** PROBLEM **
Print the records below from the first line through the line containing "pub fn real(group_id: Option<GroupId>)", both included, word for word.

** DATASET EXCERPTS **
use std::fmt::{Display, Formatter, Result as FmtResult};

use serde::de::Error as _;
use serde::{Deserialize, Deserializer, Serialize};

#[derive(Debug, Clone, Copy, PartialEq, Eq, PartialOrd, Ord, Hash, Serialize)]
#[serde(transparent)]
pub struct WindowId(pub u64);

impl Display for WindowId {
    fn fmt(&self, f: &mut Formatter<'_>) -> FmtResult {
        write!(f, "window:{}", self.0)
    }
}

#[derive(Debug, Clone, Copy, PartialEq, Eq, PartialOrd, Ord, Hash, Serialize)]
#[serde(transparent)]
pub struct TabId(pub u64);

impl Display for TabId {
    fn fmt(&self, f: &mut Formatter<'_>) -> FmtResult {
        write!(f, "tab:{}", self.0)
    }
}

/// Tab group identifier as reported by the provider.
///
/// Providers use `-1` for "no group"; any id `<= 0` is treated as a
/// non-group sentinel.
#[derive(Debug, Clone, Copy, PartialEq, Eq, PartialOrd, Ord, Hash, Serialize)]
#[serde(transparent)]
pub struct GroupId(pub i64);

impl GroupId {
    pub const NONE: GroupId = GroupId(-1);

    pub fn is_real(self) -> bool {
        self.0 > 0
    }

    pub fn real(group_id: Option<GroupId>) -> Option<GroupId> {
        group_id.filter(|id| id.is_real())
    }
}

impl Display for GroupId {
    fn fmt(&self, f: &mut Formatter<'_>) -> FmtResult {
        write!(f, "group:{}", self.0)
    }
}

#[derive(Debug, Clone, Copy, PartialEq, Eq, PartialOrd, Ord, Hash, Serialize, Deserialize)]
#[serde(transparent)]
pub struct ArchiveEntryId(pub u64);

impl Display for ArchiveEntryId {
    fn fmt(&self, f: &mut Formatter<'_>) -> FmtResult {
        write!(f, "archive:{}", self.0)
    }
}

/// Ids arrive as JSON numbers in values and as strings when they key a map.
#[derive(Deserialize)]
#[serde(untagged)]
enum NumericId {
    Number(i64),
    Text(String),
}

fn numeric_id<'de, D: Deserializer<'de>>(deserializer: D) -> Result<i64, D::Error> {
    match NumericId::deserialize(deserializer)? {
        NumericId::Number(value) => Ok(value),
        NumericId::Text(text) => text.trim().parse().map_err(D::Error::custom),
    }
}

fn unsigned_id<'de, D: Deserializer<'de>>(deserializer: D) -> Result<u64, D::Error> {
    let value = numeric_id(deserializer)?;
    u64::try_from(value).map_err(|_| D::Error::custom(format!("id {value} is negative")))
}

impl<'de> Deserialize<'de> for WindowId {
    fn deserialize<D: Deserializer<'de>>(deserializer: D) -> Result<Self, D::Error> {
        unsigned_id(deserializer).map(Self)
    }
}

impl<'de> Deserialize<'de> for TabId {
    fn deserialize<D: Deserializer<'de>>(deserializer: D) -> Result<Self, D::Error> {
        unsigned_id(deserializer).map(Self)
    }
}

impl<'de> Deserialize<'de> for GroupId {
    fn deserialize<D: Deserializer<'de>>(deserializer: D) -> Result<Self, D::Error> {
        numeric_id(deserializer).map(Self)
    }
}

#[cfg(test)]
mod tests {
    use std::collections::BTreeMap;

    use serde_json::json;

    use super::*;

    #[test]
    fn ids_accept_numbers_and_numeric_strings() {
        let window: WindowId = serde_json::from_value(json!(5)).expect("number should parse");
        let group: GroupId = serde_json::from_value(json!("-1")).expect("string should parse");
        assert_eq!(window, WindowId(5));
        assert_eq!(group, GroupId::NONE);
        assert!(serde_json::from_value::<TabId>(json!(-3)).is_err());

        let names: BTreeMap<WindowId, String> =
            serde_json::from_value(json!({"7": "Work"})).expect("map keys should parse");
        assert_eq!(names.get(&WindowId(7)).map(String::as_str), Some("Work"));
    }

    #[test]
    fn only_positive_group_ids_are_real() {
        assert!(GroupId(3).is_real());
        assert!(!GroupId(0).is_real());
        assert_eq!(GroupId::real(Some(GroupId::NONE)), None);
    }
}
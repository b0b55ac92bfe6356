use url::Url;

use crate::activity::{ActivityTracker, Timestamp};
use crate::policy::ArchivePolicy;
use crate::settings::{MaxTabsAction, SiteLimit};
use crate::tab::{unpinned_count, TabInfo};

/// Hostname of `url` with a leading `www.` removed.
pub fn site_domain(url: &str) -> Option<String> {
    let parsed = Url::parse(url).ok()?;
    let host = parsed.host_str()?;
    let host = host.strip_prefix("www.").unwrap_or(host);
    if host.is_empty() {
        return None;
    }
    Some(host.to_ascii_lowercase())
}

/// Exact match, or `limit_domain` is a parent of `tab_domain`.
pub fn domain_matches(tab_domain: &str, limit_domain: &str) -> bool {
    if tab_domain.is_empty() || limit_domain.is_empty() {
        return false;
    }
    tab_domain == limit_domain
        || tab_domain
            .strip_suffix(limit_domain)
            .is_some_and(|prefix| prefix.ends_with('.'))
}

pub fn matching_site_limit<'a>(limits: &'a [SiteLimit], url: &str) -> Option<&'a SiteLimit> {
    let domain = site_domain(url)?;
    limits
        .iter()
        .find(|limit| domain_matches(&domain, &limit.domain))
}

/// Non-pinned tabs that fall under `limit`.
pub fn count_site_tabs(tabs: &[TabInfo], limit: &SiteLimit) -> usize {
    tabs.iter()
        .filter(|tab| !tab.pinned)
        .filter(|tab| {
            site_domain(&tab.url).is_some_and(|domain| domain_matches(&domain, &limit.domain))
        })
        .count()
}

/// Returns the site limit `new_tab` violates, if any.
pub fn site_limit_violation<'a>(
    limits: &'a [SiteLimit],
    new_tab: &TabInfo,
    scope_tabs: &[TabInfo],
) -> Option<&'a SiteLimit> {
    let limit = matching_site_limit(limits, &new_tab.url)?;
    (count_site_tabs(scope_tabs, limit) > limit.max_tabs).then_some(limit)
}

#[derive(Debug, Clone, Copy, PartialEq, Eq)]
pub enum CapacityDecision {
    /// Fewer non-pinned tabs than `minTabsForArchiving`; scope is left alone.
    BelowMinimum,
    WithinLimit,
    CloseNew,
    ArchiveOldest { excess: usize },
}

pub fn decide(
    scope_tabs: &[TabInfo],
    min_tabs_for_archiving: usize,
    max_tabs: usize,
    action: MaxTabsAction,
    new_tab: Option<&TabInfo>,
) -> CapacityDecision {
    let count = unpinned_count(scope_tabs);
    if count < min_tabs_for_archiving {
        return CapacityDecision::BelowMinimum;
    }
    if count <= max_tabs {
        return CapacityDecision::WithinLimit;
    }
    let closable_new_tab = new_tab.is_some_and(|tab| !tab.pinned);
    match action {
        MaxTabsAction::CloseNew if closable_new_tab => CapacityDecision::CloseNew,
        _ => CapacityDecision::ArchiveOldest {
            excess: count - max_tabs,
        },
    }
}

/// Picks up to `count` eviction candidates, least recently active first.
///
/// Protected tabs are never candidates. The sort is stable so equal
/// timestamps keep their input order.
pub fn oldest_candidates(
    scope_tabs: &[TabInfo],
    policy: &ArchivePolicy<'_>,
    tracker: &ActivityTracker,
    count: usize,
    now: Timestamp,
) -> Vec<TabInfo> {
    let mut candidates: Vec<(Timestamp, &TabInfo)> = scope_tabs
        .iter()
        .filter(|tab| !policy.is_protected(tab))
        .map(|tab| (tracker.last_active(&tab.url, now), tab))
        .collect();
    candidates.sort_by_key(|(last_active, _)| *last_active);
    candidates
        .into_iter()
        .take(count)
        .map(|(_, tab)| tab.clone())
        .collect()
}
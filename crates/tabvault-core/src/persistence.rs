use std::collections::BTreeMap;
use std::convert::Infallible;
use std::fmt::{Display, Formatter, Result as FmtResult};

use serde_json::Value;

use crate::error::TabvaultError;

#[derive(Debug, Clone, Copy, PartialEq, Eq, PartialOrd, Ord, Hash)]
pub enum StorageArea {
    Local,
    /// Cross-device area. Only the settings document is written here.
    Sync,
}

impl Display for StorageArea {
    fn fmt(&self, f: &mut Formatter<'_>) -> FmtResult {
        match self {
            Self::Local => f.write_str("local"),
            Self::Sync => f.write_str("sync"),
        }
    }
}

#[derive(Debug, Clone, Copy, PartialEq, Eq, PartialOrd, Ord, Hash)]
pub enum StorageKey {
    Settings,
    Archive,
    TabActivity,
    UrlActivity,
    WindowNames,
}

impl StorageKey {
    pub const ALL: [StorageKey; 5] = [
        Self::Settings,
        Self::Archive,
        Self::TabActivity,
        Self::UrlActivity,
        Self::WindowNames,
    ];

    pub fn as_str(self) -> &'static str {
        match self {
            Self::Settings => "settings",
            Self::Archive => "archive",
            Self::TabActivity => "tabActivity",
            Self::UrlActivity => "urlActivity",
            Self::WindowNames => "windowNames",
        }
    }
}

impl Display for StorageKey {
    fn fmt(&self, f: &mut Formatter<'_>) -> FmtResult {
        f.write_str(self.as_str())
    }
}

/// Key-value store the engine persists through.
///
/// Values are plain JSON documents. `load` returns `Ok(None)` for a key that
/// was never written.
pub trait Persistence {
    type Error: Display;

    fn load(&mut self, area: StorageArea, key: StorageKey) -> Result<Option<Value>, Self::Error>;

    fn save(&mut self, area: StorageArea, key: StorageKey, value: &Value)
        -> Result<(), Self::Error>;
}

#[derive(Debug, Default, Clone, Copy)]
pub struct NoopPersistence;

impl Persistence for NoopPersistence {
    type Error = Infallible;

    fn load(
        &mut self,
        _area: StorageArea,
        _key: StorageKey,
    ) -> Result<Option<Value>, Self::Error> {
        Ok(None)
    }

    fn save(
        &mut self,
        _area: StorageArea,
        _key: StorageKey,
        _value: &Value,
    ) -> Result<(), Self::Error> {
        Ok(())
    }
}

/// In-process store. The sync area can be switched off to mimic a browser
/// without cross-device storage.
#[derive(Debug, Clone)]
pub struct MemoryPersistence {
    values: BTreeMap<(StorageArea, StorageKey), Value>,
    sync_available: bool,
    writes: usize,
}

impl Default for MemoryPersistence {
    fn default() -> Self {
        Self {
            values: BTreeMap::new(),
            sync_available: true,
            writes: 0,
        }
    }
}

impl MemoryPersistence {
    pub fn new() -> Self {
        Self::default()
    }

    pub fn without_sync() -> Self {
        Self {
            sync_available: false,
            ..Self::default()
        }
    }

    pub fn get(&self, area: StorageArea, key: StorageKey) -> Option<&Value> {
        self.values.get(&(area, key))
    }

    pub fn insert(&mut self, area: StorageArea, key: StorageKey, value: Value) {
        self.values.insert((area, key), value);
    }

    pub fn writes(&self) -> usize {
        self.writes
    }

    fn check_area(&self, area: StorageArea) -> Result<(), TabvaultError> {
        if area == StorageArea::Sync && !self.sync_available {
            return Err(TabvaultError::SyncUnavailable(
                "sync area is disabled".to_owned(),
            ));
        }
        Ok(())
    }
}

impl Persistence for MemoryPersistence {
    type Error = TabvaultError;

    fn load(&mut self, area: StorageArea, key: StorageKey) -> Result<Option<Value>, Self::Error> {
        self.check_area(area)?;
        Ok(self.values.get(&(area, key)).cloned())
    }

    fn save(
        &mut self,
        area: StorageArea,
        key: StorageKey,
        value: &Value,
    ) -> Result<(), Self::Error> {
        self.check_area(area)?;
        self.values.insert((area, key), value.clone());
        self.writes += 1;
        Ok(())
    }
}
use serde::{Deserialize, Serialize};

use crate::ids::TabId;
use crate::tab::TabInfo;

/// Tab lifecycle notifications from the browser.
#[derive(Debug, Clone, PartialEq, Eq, Serialize, Deserialize)]
#[serde(tag = "event", rename_all = "camelCase", rename_all_fields = "camelCase")]
pub enum TabEvent {
    Activated {
        tab_id: TabId,
    },
    /// `url` is set when the navigation changed the address; `status_complete`
    /// when the page finished loading. `tab` carries the tab's state after the
    /// change.
    Updated {
        tab_id: TabId,
        #[serde(default)]
        url: Option<String>,
        #[serde(default)]
        status_complete: bool,
        tab: TabInfo,
    },
    Created {
        tab: TabInfo,
    },
    Removed {
        tab_id: TabId,
    },
}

** EXERCISE RESPONSE **
use std::fmt::{Display, Formatter, Result as FmtResult};

use serde::de::Error as _;
use serde::{Deserialize, Deserializer, Serialize};

#[derive(Debug, Clone, Copy, PartialEq, Eq, PartialOrd, Ord, Hash, Serialize)]
#[serde(transparent)]
pub struct WindowId(pub u64);

impl Display for WindowId {
    fn fmt(&self, f: &mut Formatter<'_>) -> FmtResult {
        write!(f, "window:{}", self.0)
    }
}

#[derive(Debug, Clone, Copy, PartialEq, Eq, PartialOrd, Ord, Hash, Serialize)]
#[serde(transparent)]
pub struct TabId(pub u64);

impl Display for TabId {
    fn fmt(&self, f: &mut Formatter<'_>) -> FmtResult {
        write!(f, "tab:{}", self.0)
    }
}

/// Tab group identifier as reported by the provider.
///
/// Providers use `-1` for "no group"; any id `<= 0` is treated as a
/// non-group sentinel.
#[derive(Debug, Clone, Copy, PartialEq, Eq, PartialOrd, Ord, Hash, Serialize)]
#[serde(transparent)]
pub struct GroupId(pub i64);

impl GroupId {
    pub const NONE: GroupId = GroupId(-1);

    pub fn is_real(self) -> bool {
        self.0 > 0
    }

    pub fn real(group_id: Option<GroupId>) -> Option<GroupId> {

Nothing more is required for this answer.